Emerging as the senior lead, Taylor jumped up to place third at sectional last year to qualify for regional.

"Wyler Taylor is a four-year wrestler," Clipp said. "He is an honest, hard-working guy that gets respect from the guys. They say leaders emerge, and he is one that has."

The only other senior on the team is Jamie Lillpop, who looks to wrestle at 285.

Outside of the seniors on the 25-man squad, the team is young. Ten freshmen seek to grab time with the varsity.

"They are talented. There could be three or four make the line-up, maybe five," Clipp said of the freshmen group. "High school experience they don't have, but they wrestled in junior high and ISWA. In high school, they are 14-, 15-year olds about to see 17-, 18-year olds for the first time."

There is a lot of inexperience on the team as far as varsity wrestling experience. Seven of the non-freshmen haven't wrestled at that level.

"It takes a couple of years to catch on," Clipp said. "You can learn the moves, but you have to know instinctively when you are supposed to do them, how you counter what they do."

Clipp said not much attention has been directed to placing wrestlers in specific weight classes yet. One thing the younger wrestlers know, there won't be anyone to challenge the talent levels of the top three returnees.

"There is a lot of promise in those three, then there is a lot of promise in some of the freshmen, too," Clipp said. "We don't know how it will all work out, to find each one a weight class. It isn't like basketball; you can't play four forwards. You get one per weight class."

Competition on the mat in practice has been encouraging, along with the team camaraderie. Clipp said the wrestlers are an optimistic bunch.

"We have a good crop of freshmen, and we expect positive things from a lot of them," he said. "Junior high wrestling is a lot different from high school wrestling. We don't show them as much or wrestle the caliber we do at the high school level."

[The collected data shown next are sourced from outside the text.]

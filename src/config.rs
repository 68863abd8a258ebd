//! Engine configuration.
//!
//! [`EngineConfig`] is chosen once when a connection is opened and is never
//! mutated while the engine runs. [`FramingConfig`] is the flat, serde-friendly
//! form used by configuration files, where header and marker bytes are written
//! as hex strings.

use std::num::NonZeroUsize;

use serde::{Deserialize, Serialize};
use thiserror::Error;

use crate::{hex::parse_hex_byte, strategy::FramingStrategy};

/// Default identifier attached to diagnostics.
pub const DEFAULT_SOURCE: &str = "stream";

/// Errors raised while building a configuration.
#[derive(Clone, Debug, Error, PartialEq, Eq)]
pub enum ConfigError {
    /// A header, marker or command was not valid hexadecimal.
    #[error("invalid hex byte string: {input:?}")]
    InvalidHex {
        /// Offending input.
        input: String,
    },

    /// The selected mode needs a field that was not supplied.
    #[error("{mode} framing requires `{field}`")]
    MissingField {
        /// Framing mode being configured.
        mode: &'static str,
        /// Name of the missing field.
        field: &'static str,
    },

    /// Fixed-length frames must hold at least the header byte.
    #[error("fixed-length frames must be at least one byte long")]
    ZeroLength,

    /// The pending buffer cap is smaller than one frame of the selected mode.
    #[error("{mode} framing needs max_buffer of at least {length} bytes, got {max_buffer}")]
    BufferBelowFrameLength {
        /// Framing mode being configured.
        mode: &'static str,
        /// Configured cap.
        max_buffer: usize,
        /// Frame length or flush threshold of the mode.
        length: usize,
    },
}

/// Immutable settings for one [`StreamEngine`](crate::engine::StreamEngine).
///
/// ```
/// use std::num::NonZeroUsize;
///
/// use reframe::{EngineConfig, FramingStrategy};
///
/// let config = EngineConfig::new(FramingStrategy::Delimiter { marker: b'\n' })
///     .source("COM3")
///     .diagnostics(true)
///     .max_buffer(NonZeroUsize::new(4096))
///     .unwrap();
///
/// assert_eq!(config.source_name(), "COM3");
/// ```
#[derive(Clone, Debug, PartialEq, Eq)]
pub struct EngineConfig {
    /// How the stream is cut into frames.
    pub strategy: FramingStrategy,
    /// Log every emitted frame with its source and size.
    pub diagnostics: bool,
    /// Identifier of the transport, used only in diagnostics.
    pub source: String,
    /// Largest pending buffer tolerated after extraction.
    ///
    /// `None` leaves the buffer unbounded.
    pub max_buffer: Option<NonZeroUsize>,
}

impl Default for EngineConfig {
    fn default() -> Self { Self::new(FramingStrategy::None) }
}

impl EngineConfig {
    /// Create a configuration for `strategy` with diagnostics off and no
    /// buffer limit.
    #[must_use]
    pub fn new(strategy: FramingStrategy) -> Self {
        Self {
            strategy,
            diagnostics: false,
            source: DEFAULT_SOURCE.to_owned(),
            max_buffer: None,
        }
    }

    /// Set the source identifier.
    #[must_use]
    pub fn source(mut self, source: impl Into<String>) -> Self {
        self.source = source.into();
        self
    }

    /// Enable or disable per-frame diagnostics.
    #[must_use]
    pub fn diagnostics(mut self, enabled: bool) -> Self {
        self.diagnostics = enabled;
        self
    }

    /// Cap the pending buffer.
    ///
    /// # Errors
    ///
    /// Returns [`ConfigError::BufferBelowFrameLength`] when `limit` is below
    /// the frame length of a fixed-length strategy or the flush threshold of
    /// a minimum-length one.
    pub fn max_buffer(mut self, limit: Option<NonZeroUsize>) -> Result<Self, ConfigError> {
        check_max_buffer(self.strategy, limit)?;
        self.max_buffer = limit;
        Ok(self)
    }

    /// Borrow the source identifier.
    #[must_use]
    pub fn source_name(&self) -> &str { &self.source }
}

/// Framing mode selector used by [`FramingConfig`].
#[derive(Clone, Copy, Debug, Default, PartialEq, Eq, Serialize, Deserialize)]
#[serde(rename_all = "kebab-case")]
pub enum FramingMode {
    /// `"none"`
    #[default]
    None,
    /// `"fixed-length"`
    FixedLength,
    /// `"minimum-length"`
    MinimumLength,
    /// `"delimiter"`
    Delimiter,
}

/// Flat configuration record as written in configuration files.
///
/// Fields unused by the selected mode are ignored.
///
/// ```
/// use reframe::{FramingStrategy, config::{FramingConfig, FramingMode}};
///
/// let raw = FramingConfig {
///     mode: FramingMode::Delimiter,
///     marker: Some("0A".into()),
///     ..FramingConfig::default()
/// };
/// let config = raw.into_engine_config().unwrap();
/// assert_eq!(config.strategy, FramingStrategy::Delimiter { marker: 0x0A });
/// ```
#[derive(Clone, Debug, Default, PartialEq, Eq, Serialize, Deserialize)]
#[serde(default, deny_unknown_fields)]
pub struct FramingConfig {
    /// Framing mode.
    pub mode: FramingMode,
    /// Header byte in hex, for `fixed-length`.
    pub header: Option<String>,
    /// Frame length for `fixed-length`, threshold for `minimum-length`.
    pub length: Option<usize>,
    /// Delimiter byte in hex, for `delimiter`.
    pub marker: Option<String>,
    /// Log every emitted frame.
    pub diagnostics: bool,
    /// Source identifier for diagnostics.
    pub source: Option<String>,
    /// Pending buffer limit in bytes.
    pub max_buffer: Option<NonZeroUsize>,
}

impl FramingConfig {
    /// Resolve the selected mode and its parameters into a strategy.
    ///
    /// # Errors
    ///
    /// Returns [`ConfigError::MissingField`] when the mode's parameters are
    /// absent, [`ConfigError::InvalidHex`] for malformed header or marker
    /// strings, [`ConfigError::ZeroLength`] for a zero fixed length and
    /// [`ConfigError::BufferBelowFrameLength`] when `max_buffer` cannot hold
    /// one frame.
    pub fn strategy(&self) -> Result<FramingStrategy, ConfigError> {
        let strategy = self.mode_strategy()?;
        check_max_buffer(strategy, self.max_buffer)?;
        Ok(strategy)
    }

    fn mode_strategy(&self) -> Result<FramingStrategy, ConfigError> {
        match self.mode {
            FramingMode::None => Ok(FramingStrategy::None),
            FramingMode::FixedLength => {
                let header = required(self.header.as_deref(), "fixed-length", "header")?;
                let length = required(self.length, "fixed-length", "length")?;
                Ok(FramingStrategy::FixedLength {
                    header: parse_hex_byte(header)?,
                    length: NonZeroUsize::new(length).ok_or(ConfigError::ZeroLength)?,
                })
            }
            FramingMode::MinimumLength => Ok(FramingStrategy::MinimumLength {
                length: required(self.length, "minimum-length", "length")?,
            }),
            FramingMode::Delimiter => {
                let marker = required(self.marker.as_deref(), "delimiter", "marker")?;
                Ok(FramingStrategy::Delimiter {
                    marker: parse_hex_byte(marker)?,
                })
            }
        }
    }

    /// Validate the record and build an [`EngineConfig`].
    ///
    /// # Errors
    ///
    /// Propagates any error from [`FramingConfig::strategy`].
    pub fn into_engine_config(self) -> Result<EngineConfig, ConfigError> {
        let strategy = self.strategy()?;
        let mut config = EngineConfig::new(strategy)
            .diagnostics(self.diagnostics)
            .max_buffer(self.max_buffer)?;
        if let Some(source) = self.source {
            config = config.source(source);
        }
        Ok(config)
    }
}

impl TryFrom<FramingConfig> for EngineConfig {
    type Error = ConfigError;

    fn try_from(raw: FramingConfig) -> Result<Self, Self::Error> { raw.into_engine_config() }
}

fn check_max_buffer(strategy: FramingStrategy, limit: Option<NonZeroUsize>) -> Result<(), ConfigError> {
    let Some(limit) = limit else {
        return Ok(());
    };
    let length = match strategy {
        FramingStrategy::FixedLength { length, .. } => length.get(),
        FramingStrategy::MinimumLength { length } => length,
        FramingStrategy::None | FramingStrategy::Delimiter { .. } => return Ok(()),
    };
    if limit.get() < length {
        return Err(ConfigError::BufferBelowFrameLength {
            mode: strategy.as_str(),
            max_buffer: limit.get(),
            length,
        });
    }
    Ok(())
}

fn required<T>(value: Option<T>, mode: &'static str, field: &'static str) -> Result<T, ConfigError> {
    value.ok_or(ConfigError::MissingField { mode, field })
}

Scheduling has changed for the Panthers this season. They'll be at the usual events — Mid-Southern Conference Duals, Floyd Central six-way and hosting the Old Capital Classic — but there are newbies on the slate.

After Christmas, the Panthers will head to Connersville for the Spartan Classic, a two-day event, on Dec. 27 and 28. Thirty teams are expected, including heavyweights from Danville and Indianapolis Cathedral. Schools from as far west as Evansville and as north as Fort Wayne will appear.

Another added event is a six-way at Jasper, which will feature Heritage Hills and Gibson Southern.

"We beefed up the schedule," Clipp said. "It'll be good as far as seeing wrestling competition, but maybe not as far as our minds ... Connersville is one of the more impressive events. It ranks as at least a top five tournament in the state."

The annual Old Capital Classic, set for Jan. 11, has eight teams slated to wrestle: Corydon Central, Columbus North, Evansville Central, Floyd Central, Gibson Southern, Lexington Henry Clay (Ky.), Southport and Zionsville.

Wrapping up the regular season is the Mid-Southern Conference Tournament, which the Panthers are slated to host. Charlestown has won conference eight consecutive seasons.

"Who knows what they will have. We finished third last year, so we have two teams to jump to get there," Clipp said. "We'll deal with us first, then go from there."